Ia menegaskan bahwa ada kemunculan apa yang dikenal sebagai “privatisasi serangan siber,” dengan kelompok-kelompok peretas independen kini memiliki perangkat canggih yang menyaingi perangkat yang dimiliki oleh pemerintah beberapa tahun lalu. Pergeseran ini menimbulkan tantangan besar bagi lembaga keamanan nasional, terutama:
Kesulitan membedakan antara pelaku.
Menurunnya kapasitas pencegahan tradisional, karena kurangnya kejelasan tentang siapa yang bertanggung jawab.
Kesulitan melacak kebocoran atau menghentikan peredarannya setelah diunggah di pasar gelap digital.
Pihak ketiga memicu konflik dari belakang.
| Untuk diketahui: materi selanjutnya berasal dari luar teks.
//! SMTP 邮件发送实现

use std::time::Duration;

use async_trait::async_trait;
use courier_errors::{AppError, AppResult};
use courier_ports::{EmailTransport, OutgoingEmail};
use lettre::message::header::{HeaderName, HeaderValue};
use lettre::message::{Mailbox, MultiPart, SinglePart};
use lettre::transport::smtp::authentication::Credentials;
use lettre::transport::smtp::client::{Tls, TlsParameters};
use lettre::{AsyncSmtpTransport, AsyncTransport, Message, Tokio1Executor};
use secrecy::ExposeSecret;
use tracing::debug;

use crate::connection::{SmtpConnection, SmtpSecurity};

const SMTP_TIMEOUT: Duration = Duration::from_secs(10);

/// SMTP 邮件通道
///
/// 连接串为空时通道处于未配置状态：`host()` 返回空字符串，
/// 由调度前置检查拒绝投递。
pub struct SmtpEmailTransport {
    host: String,
    transport: Option<AsyncSmtpTransport<Tokio1Executor>>,
}

impl SmtpEmailTransport {
    /// 从连接串创建
    pub fn new(connection_uri: &str) -> AppResult<Self> {
        if connection_uri.trim().is_empty() {
            return Ok(Self {
                host: String::new(),
                transport: None,
            });
        }

        let connection = SmtpConnection::parse(connection_uri)?;
        let transport = build_transport(&connection)?;

        debug!(
            smtp_server = %connection.host,
            smtp_port = connection.port,
            "SMTP transport configured"
        );

        Ok(Self {
            host: connection.host,
            transport: Some(transport),
        })
    }

    /// 构建邮件消息
    fn build_message(&self, email: &OutgoingEmail) -> AppResult<Message> {
        let from_address = email.from_address.parse().map_err(|e| {
            AppError::configuration_missing(format!("Invalid from address: {}", e))
        })?;
        let from = Mailbox::new(email.from_name.clone(), from_address);

        let to: Mailbox = email
            .to
            .parse()
            .map_err(|e| AppError::transport_failure(format!("Invalid to address: {}", e)))?;

        let mut builder = Message::builder().from(from).to(to).subject(&email.subject);

        for (name, value) in &email.headers {
            let header_name = HeaderName::new_from_ascii(name.clone()).map_err(|e| {
                AppError::configuration_missing(format!("Invalid header name {}: {}", name, e))
            })?;
            builder = builder.raw_header(HeaderValue::new(header_name, value.clone()));
        }

        let message = match &email.html_body {
            Some(html) => builder.multipart(MultiPart::alternative_plain_html(
                email.text_body.clone(),
                html.clone(),
            )),
            None => builder.singlepart(SinglePart::plain(email.text_body.clone())),
        }
        .map_err(|e| AppError::internal(format!("Failed to build message: {}", e)))?;

        Ok(message)
    }
}

fn build_transport(connection: &SmtpConnection) -> AppResult<AsyncSmtpTransport<Tokio1Executor>> {
    let tls_parameters = |skip_verify: bool| {
        TlsParameters::builder(connection.host.clone())
            .dangerous_accept_invalid_certs(skip_verify)
            .build()
            .map_err(|e| AppError::configuration_missing(format!("Invalid TLS parameters: {}", e)))
    };

    let tls = match connection.security {
        SmtpSecurity::StartTls { skip_verify } => Tls::Required(tls_parameters(skip_verify)?),
        SmtpSecurity::ImplicitTls { skip_verify } => Tls::Wrapper(tls_parameters(skip_verify)?),
        SmtpSecurity::None => Tls::None,
    };

    let mut builder = AsyncSmtpTransport::<Tokio1Executor>::builder_dangerous(&connection.host)
        .port(connection.port)
        .tls(tls)
        .timeout(Some(SMTP_TIMEOUT));

    if let (Some(username), Some(password)) = (&connection.username, &connection.password) {
        builder = builder.credentials(Credentials::new(
            username.clone(),
            password.expose_secret().clone(),
        ));
    }

    Ok(builder.build())
}

#[async_trait]
impl EmailTransport for SmtpEmailTransport {
    fn host(&self) -> &str {
        &self.host
    }

    async fn send(&self, email: &OutgoingEmail) -> AppResult<()> {
        let transport = self
            .transport
            .as_ref()
            .ok_or_else(|| AppError::configuration_missing("SMTP connection URI is not set"))?;

        let message = self.build_message(email)?;

        transport.send(message).await.map_err(|e| {
            AppError::transport_failure(format!(
                "Failed to send email via SMTP server {}: {}",
                self.host, e
            ))
        })?;

        Ok(())
    }
}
Kerentanan zero-day adalah kelemahan dalam kode perangkat lunak suatu sistem yang dapat dieksploitasi oleh peretas (Shutterstock), foto diambil dari Al Jazeera Net
Pemain Tersembunyi dan Pertempuran Nuklir
Selama bertahun-tahun, negara Zionis melancarkan perang yang tidak dideklarasikan terhadap Iran. Namun, pada tanggal 13 Juni, konflik tersebut meningkat menjadi konfrontasi publik, dengan negara Zionis mengumumkan serangan “pendahuluan” terhadap target-target di dalam Iran. Hal ini menandai dimulainya eskalasi militer antara kedua belah pihak.
Namun, konflik tersebut tidak terbatas pada kedua pihak ini. Negara-negara besar seperti Rusia dan Tiongkok juga beroperasi secara diam-diam, memanfaatkan kebocoran nuklir untuk memperkuat posisi negosiasi internasional mereka.
Pakar keamanan Daifallah Al-Daboubi setuju, dengan mengatakan bahwa Tiongkok memainkan peran kunci sebagai mediator dalam perundingan Wina untuk menghidupkan kembali perjanjian nuklir Iran tahun 2015 dan berupaya untuk memantapkan dirinya sebagai pemain regional dan internasional yang utama. Hal ini tidak hanya untuk mencapai perdamaian nuklir, tetapi juga untuk memajukan kepentingan strategisnya yang lebih luas, seperti memperluas pengaruh geopolitiknya dan mengamankan pasokan energi, khususnya minyak Iran, yang dibutuhkannya untuk mengoperasikan pabrik dan pembangkit listriknya.
Mengenai Rusia, Al-Daboubi mengatakan kepada Al Jazeera Net bahwa Rusia menggunakan isu nuklir Iran sebagai alat tekanan politik dan militer terhadap Barat. Rusia menunjukkan posisi yang bersatu dengan Beijing di Dewan Keamanan PBB, di mana mereka mendukung posisi Iran dan menentang tekanan Barat.
Menurut laporan Pusat Studi Strategis dan Internasional (CSIS) di Washington, peran Rusia dan Tiongkok tidak terbatas pada upaya menahan Iran saja, tetapi juga mencakup pemberian perlindungan politik dan teknis bagi Teheran untuk memperkuat kemitraan strategis yang bersinggungan dengan ambisi nuklir Iran.
Baik Rusia maupun Tiongkok memberikan suara menentang resolusi Dewan Gubernur Badan Energi Atom Internasional (IAEA) yang dikeluarkan pada 12 Juni 2025, yang menyimpulkan bahwa Iran telah melanggar kewajibannya berdasarkan Perjanjian Nonproliferasi Nuklir (NPT). Posisi ini dipandang sebagai perluasan dari koalisi yang lebih luas, yang juga mencakup Korea Utara, yang sedang membentuk kembali keseimbangan rezim nonproliferasi nuklir global.
Heather Williams, direktur Nuclear Armament Issues Project di Center for Strategic and International Studies, menegaskan bahwa dukungan Rusia dan Tiongkok untuk Iran tidak terbatas pada aspek politik dan diplomatik, tetapi juga mencakup bantuan teknis dan teknologi langsung. Ia menunjukkan bahwa Tiongkok memasok reaktor kecil kepada Iran pada tahun 1990-an, sementara Rusia menyelesaikan pembangunan dan pengoperasian reaktor nuklir Bushehr.